Extracted data entries
* * * * * * * * *

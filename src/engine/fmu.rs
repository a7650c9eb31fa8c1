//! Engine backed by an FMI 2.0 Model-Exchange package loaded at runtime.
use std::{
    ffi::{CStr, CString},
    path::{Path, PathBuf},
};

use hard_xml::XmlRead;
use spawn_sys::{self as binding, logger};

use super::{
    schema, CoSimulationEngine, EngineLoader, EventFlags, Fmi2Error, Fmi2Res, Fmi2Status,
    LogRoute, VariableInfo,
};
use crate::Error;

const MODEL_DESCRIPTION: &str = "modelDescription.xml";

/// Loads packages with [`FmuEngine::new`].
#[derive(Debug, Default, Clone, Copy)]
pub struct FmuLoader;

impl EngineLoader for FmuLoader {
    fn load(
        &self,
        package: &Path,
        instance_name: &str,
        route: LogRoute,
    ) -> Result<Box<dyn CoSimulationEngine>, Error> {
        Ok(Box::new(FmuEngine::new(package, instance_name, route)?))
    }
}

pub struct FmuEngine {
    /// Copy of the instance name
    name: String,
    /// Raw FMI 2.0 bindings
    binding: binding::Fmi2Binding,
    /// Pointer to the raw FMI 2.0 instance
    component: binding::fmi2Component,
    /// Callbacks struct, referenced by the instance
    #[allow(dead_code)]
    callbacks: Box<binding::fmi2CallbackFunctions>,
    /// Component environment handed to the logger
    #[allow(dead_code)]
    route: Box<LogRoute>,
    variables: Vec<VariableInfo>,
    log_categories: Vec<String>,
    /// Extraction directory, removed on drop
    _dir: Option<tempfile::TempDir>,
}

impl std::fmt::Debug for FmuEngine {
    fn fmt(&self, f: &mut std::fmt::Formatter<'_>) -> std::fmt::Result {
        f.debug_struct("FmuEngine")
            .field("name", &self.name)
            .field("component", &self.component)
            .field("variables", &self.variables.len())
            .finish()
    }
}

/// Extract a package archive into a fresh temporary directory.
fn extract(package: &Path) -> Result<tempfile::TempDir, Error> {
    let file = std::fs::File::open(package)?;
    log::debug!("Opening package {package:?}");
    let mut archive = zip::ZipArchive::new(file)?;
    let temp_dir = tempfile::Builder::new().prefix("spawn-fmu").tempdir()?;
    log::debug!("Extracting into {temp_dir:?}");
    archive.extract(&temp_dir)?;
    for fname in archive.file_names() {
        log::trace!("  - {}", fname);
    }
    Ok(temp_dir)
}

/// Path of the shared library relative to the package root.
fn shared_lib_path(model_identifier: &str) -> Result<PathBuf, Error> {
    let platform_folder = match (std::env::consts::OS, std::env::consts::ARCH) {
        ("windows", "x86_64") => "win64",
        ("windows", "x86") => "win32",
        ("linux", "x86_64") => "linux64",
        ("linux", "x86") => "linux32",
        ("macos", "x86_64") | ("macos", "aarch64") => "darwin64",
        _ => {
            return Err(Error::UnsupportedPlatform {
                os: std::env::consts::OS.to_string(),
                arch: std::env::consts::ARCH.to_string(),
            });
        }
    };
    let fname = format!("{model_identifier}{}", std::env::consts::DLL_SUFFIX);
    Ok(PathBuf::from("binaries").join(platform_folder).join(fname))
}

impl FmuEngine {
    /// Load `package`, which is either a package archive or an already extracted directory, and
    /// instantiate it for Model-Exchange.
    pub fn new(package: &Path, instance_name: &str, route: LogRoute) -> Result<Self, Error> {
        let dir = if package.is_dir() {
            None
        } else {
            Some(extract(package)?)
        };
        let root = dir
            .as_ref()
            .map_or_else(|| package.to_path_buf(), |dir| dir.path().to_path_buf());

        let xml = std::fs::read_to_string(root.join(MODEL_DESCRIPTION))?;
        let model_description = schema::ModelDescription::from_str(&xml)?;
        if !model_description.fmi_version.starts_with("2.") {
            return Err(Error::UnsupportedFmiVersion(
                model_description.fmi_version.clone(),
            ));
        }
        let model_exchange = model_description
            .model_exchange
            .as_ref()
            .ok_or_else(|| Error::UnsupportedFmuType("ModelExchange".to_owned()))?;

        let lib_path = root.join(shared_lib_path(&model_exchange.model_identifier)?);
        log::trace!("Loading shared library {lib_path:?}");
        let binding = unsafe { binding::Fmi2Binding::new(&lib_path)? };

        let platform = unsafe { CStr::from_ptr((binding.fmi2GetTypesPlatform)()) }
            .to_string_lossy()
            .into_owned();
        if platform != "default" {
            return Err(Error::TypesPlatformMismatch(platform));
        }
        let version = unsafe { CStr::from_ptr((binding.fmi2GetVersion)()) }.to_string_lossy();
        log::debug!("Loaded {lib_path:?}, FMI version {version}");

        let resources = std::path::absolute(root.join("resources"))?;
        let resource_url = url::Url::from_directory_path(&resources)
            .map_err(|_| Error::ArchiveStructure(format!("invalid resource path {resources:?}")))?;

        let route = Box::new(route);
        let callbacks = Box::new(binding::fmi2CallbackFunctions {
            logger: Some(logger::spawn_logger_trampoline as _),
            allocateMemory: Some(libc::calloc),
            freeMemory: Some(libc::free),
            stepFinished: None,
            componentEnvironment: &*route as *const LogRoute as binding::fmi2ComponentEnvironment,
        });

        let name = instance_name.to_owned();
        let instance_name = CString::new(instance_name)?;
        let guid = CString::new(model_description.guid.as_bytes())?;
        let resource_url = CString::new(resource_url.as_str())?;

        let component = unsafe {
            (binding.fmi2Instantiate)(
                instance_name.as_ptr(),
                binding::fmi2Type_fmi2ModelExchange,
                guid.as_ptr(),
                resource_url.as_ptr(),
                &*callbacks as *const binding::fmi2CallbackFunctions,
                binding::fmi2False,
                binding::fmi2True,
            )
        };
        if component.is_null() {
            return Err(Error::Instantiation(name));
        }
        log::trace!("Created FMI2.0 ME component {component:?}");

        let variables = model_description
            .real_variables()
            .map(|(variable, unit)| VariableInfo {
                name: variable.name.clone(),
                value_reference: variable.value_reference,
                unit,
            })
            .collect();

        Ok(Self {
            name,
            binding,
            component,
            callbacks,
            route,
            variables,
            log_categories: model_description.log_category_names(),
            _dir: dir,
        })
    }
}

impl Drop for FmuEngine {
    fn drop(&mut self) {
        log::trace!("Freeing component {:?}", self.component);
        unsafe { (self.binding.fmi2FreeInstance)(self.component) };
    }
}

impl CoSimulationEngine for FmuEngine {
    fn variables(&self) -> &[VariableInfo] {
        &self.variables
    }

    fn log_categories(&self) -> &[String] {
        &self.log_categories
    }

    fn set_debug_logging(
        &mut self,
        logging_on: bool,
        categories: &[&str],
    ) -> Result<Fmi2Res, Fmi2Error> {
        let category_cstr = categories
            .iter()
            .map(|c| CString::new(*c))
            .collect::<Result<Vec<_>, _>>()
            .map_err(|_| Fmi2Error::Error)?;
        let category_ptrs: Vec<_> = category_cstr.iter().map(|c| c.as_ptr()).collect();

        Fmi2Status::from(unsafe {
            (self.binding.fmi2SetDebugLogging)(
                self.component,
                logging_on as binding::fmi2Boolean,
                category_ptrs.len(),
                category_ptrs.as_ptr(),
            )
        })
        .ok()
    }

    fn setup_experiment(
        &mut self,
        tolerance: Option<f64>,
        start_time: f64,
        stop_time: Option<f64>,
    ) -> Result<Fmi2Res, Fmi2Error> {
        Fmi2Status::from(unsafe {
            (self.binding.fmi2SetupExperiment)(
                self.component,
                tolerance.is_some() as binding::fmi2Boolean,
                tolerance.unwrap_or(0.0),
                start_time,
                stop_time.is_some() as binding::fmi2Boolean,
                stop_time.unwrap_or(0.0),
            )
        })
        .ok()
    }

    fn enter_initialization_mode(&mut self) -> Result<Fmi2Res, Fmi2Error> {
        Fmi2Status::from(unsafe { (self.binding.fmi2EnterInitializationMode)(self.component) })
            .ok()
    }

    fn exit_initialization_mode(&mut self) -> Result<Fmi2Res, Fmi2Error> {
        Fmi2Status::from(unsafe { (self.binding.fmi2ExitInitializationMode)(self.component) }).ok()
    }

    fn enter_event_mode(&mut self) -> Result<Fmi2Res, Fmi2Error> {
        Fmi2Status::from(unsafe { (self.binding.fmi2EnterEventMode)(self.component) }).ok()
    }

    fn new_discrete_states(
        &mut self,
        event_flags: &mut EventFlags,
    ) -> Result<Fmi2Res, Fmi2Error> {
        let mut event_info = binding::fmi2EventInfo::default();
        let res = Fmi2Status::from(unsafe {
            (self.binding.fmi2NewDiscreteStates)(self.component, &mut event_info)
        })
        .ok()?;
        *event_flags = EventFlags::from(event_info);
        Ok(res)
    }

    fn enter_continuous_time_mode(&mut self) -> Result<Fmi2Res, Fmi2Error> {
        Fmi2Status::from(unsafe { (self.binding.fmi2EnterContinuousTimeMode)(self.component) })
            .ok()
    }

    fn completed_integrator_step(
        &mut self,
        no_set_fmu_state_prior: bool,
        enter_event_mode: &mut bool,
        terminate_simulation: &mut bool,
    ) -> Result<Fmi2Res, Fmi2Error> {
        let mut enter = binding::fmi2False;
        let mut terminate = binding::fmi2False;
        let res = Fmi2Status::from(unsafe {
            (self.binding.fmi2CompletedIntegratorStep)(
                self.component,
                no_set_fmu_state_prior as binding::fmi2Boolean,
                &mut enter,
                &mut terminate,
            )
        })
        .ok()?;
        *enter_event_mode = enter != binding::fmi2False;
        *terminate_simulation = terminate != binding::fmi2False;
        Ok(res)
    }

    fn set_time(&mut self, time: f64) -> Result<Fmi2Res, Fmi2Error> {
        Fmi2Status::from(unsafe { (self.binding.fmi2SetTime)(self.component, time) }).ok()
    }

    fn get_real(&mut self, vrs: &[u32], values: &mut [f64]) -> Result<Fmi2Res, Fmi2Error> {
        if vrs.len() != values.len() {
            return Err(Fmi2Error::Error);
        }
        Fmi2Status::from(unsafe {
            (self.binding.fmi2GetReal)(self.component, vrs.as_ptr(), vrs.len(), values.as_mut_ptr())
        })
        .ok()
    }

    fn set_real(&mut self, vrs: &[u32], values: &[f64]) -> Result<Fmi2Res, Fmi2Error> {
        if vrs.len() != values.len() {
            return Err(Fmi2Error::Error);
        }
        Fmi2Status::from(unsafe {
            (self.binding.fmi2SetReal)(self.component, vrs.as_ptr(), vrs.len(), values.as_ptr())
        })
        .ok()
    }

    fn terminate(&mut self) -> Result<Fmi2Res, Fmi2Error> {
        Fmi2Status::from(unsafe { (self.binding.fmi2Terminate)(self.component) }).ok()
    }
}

* * * * * * * * *

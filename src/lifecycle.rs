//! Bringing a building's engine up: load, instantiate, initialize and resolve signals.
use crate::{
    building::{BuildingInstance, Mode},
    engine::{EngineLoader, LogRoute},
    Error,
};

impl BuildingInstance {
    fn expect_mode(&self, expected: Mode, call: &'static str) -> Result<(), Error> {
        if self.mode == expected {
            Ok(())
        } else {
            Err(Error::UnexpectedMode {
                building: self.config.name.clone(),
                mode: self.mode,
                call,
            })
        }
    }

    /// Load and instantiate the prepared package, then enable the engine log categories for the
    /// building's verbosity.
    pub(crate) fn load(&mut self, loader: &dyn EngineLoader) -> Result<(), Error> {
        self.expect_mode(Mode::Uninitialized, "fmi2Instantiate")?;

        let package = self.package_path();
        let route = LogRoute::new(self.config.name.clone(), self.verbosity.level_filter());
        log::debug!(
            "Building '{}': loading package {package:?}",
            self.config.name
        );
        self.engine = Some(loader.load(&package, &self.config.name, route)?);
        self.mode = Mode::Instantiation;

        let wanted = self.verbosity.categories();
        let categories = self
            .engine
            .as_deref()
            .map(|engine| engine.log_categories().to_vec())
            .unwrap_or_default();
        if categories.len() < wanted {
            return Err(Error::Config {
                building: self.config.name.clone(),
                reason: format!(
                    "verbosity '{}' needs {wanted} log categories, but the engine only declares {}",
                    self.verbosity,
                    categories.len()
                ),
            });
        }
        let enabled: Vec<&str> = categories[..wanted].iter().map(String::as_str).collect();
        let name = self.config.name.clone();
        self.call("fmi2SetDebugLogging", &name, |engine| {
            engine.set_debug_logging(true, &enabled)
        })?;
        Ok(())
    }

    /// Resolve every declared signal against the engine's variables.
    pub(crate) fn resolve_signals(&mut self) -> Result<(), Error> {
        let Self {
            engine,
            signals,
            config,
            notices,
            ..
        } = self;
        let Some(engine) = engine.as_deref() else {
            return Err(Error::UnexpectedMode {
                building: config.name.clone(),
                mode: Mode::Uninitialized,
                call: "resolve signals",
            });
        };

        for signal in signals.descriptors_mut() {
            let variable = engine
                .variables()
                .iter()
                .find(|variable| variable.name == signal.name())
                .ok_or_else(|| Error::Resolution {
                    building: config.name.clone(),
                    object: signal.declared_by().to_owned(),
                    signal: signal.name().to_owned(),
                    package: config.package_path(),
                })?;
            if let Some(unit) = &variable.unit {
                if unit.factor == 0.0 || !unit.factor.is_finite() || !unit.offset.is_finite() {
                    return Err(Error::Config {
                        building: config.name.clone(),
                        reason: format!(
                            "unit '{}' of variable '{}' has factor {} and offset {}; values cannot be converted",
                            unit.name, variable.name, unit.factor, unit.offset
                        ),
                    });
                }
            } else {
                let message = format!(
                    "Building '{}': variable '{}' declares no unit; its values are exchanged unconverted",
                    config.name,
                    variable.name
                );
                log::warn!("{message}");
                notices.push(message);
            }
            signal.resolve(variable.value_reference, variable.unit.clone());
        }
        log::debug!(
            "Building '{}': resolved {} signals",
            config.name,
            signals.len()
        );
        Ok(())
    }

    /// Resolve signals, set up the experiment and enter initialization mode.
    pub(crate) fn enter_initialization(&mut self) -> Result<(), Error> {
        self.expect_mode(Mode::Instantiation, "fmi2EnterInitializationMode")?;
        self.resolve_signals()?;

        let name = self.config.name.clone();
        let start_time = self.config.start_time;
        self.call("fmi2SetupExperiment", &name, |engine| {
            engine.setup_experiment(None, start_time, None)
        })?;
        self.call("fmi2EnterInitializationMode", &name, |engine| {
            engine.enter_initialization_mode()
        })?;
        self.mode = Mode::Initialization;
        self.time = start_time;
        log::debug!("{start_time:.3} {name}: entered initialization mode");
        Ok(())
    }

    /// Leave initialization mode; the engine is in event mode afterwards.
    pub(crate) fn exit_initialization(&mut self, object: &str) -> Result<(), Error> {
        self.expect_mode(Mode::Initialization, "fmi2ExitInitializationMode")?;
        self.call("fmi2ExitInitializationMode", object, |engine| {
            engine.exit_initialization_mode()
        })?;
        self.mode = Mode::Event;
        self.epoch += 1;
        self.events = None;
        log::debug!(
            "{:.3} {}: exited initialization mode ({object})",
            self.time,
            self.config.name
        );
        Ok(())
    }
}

* * * * * * * * *

WHAT TO PRODUCE: Would you retype the lines above from the one with "variable.name == signal.name())" down to the one with "if unit.factor == 0.0", word for word, both ends included and no other lines?

RESULT FOR THIS EXERCISE:
                .find(|variable| variable.name == signal.name())
                .ok_or_else(|| Error::Resolution {
                    building: config.name.clone(),
                    object: signal.declared_by().to_owned(),
                    signal: signal.name().to_owned(),
                    package: config.package_path(),
                })?;
            if let Some(unit) = &variable.unit {
                if unit.factor == 0.0 || !unit.factor.is_finite() || !unit.offset.is_finite() {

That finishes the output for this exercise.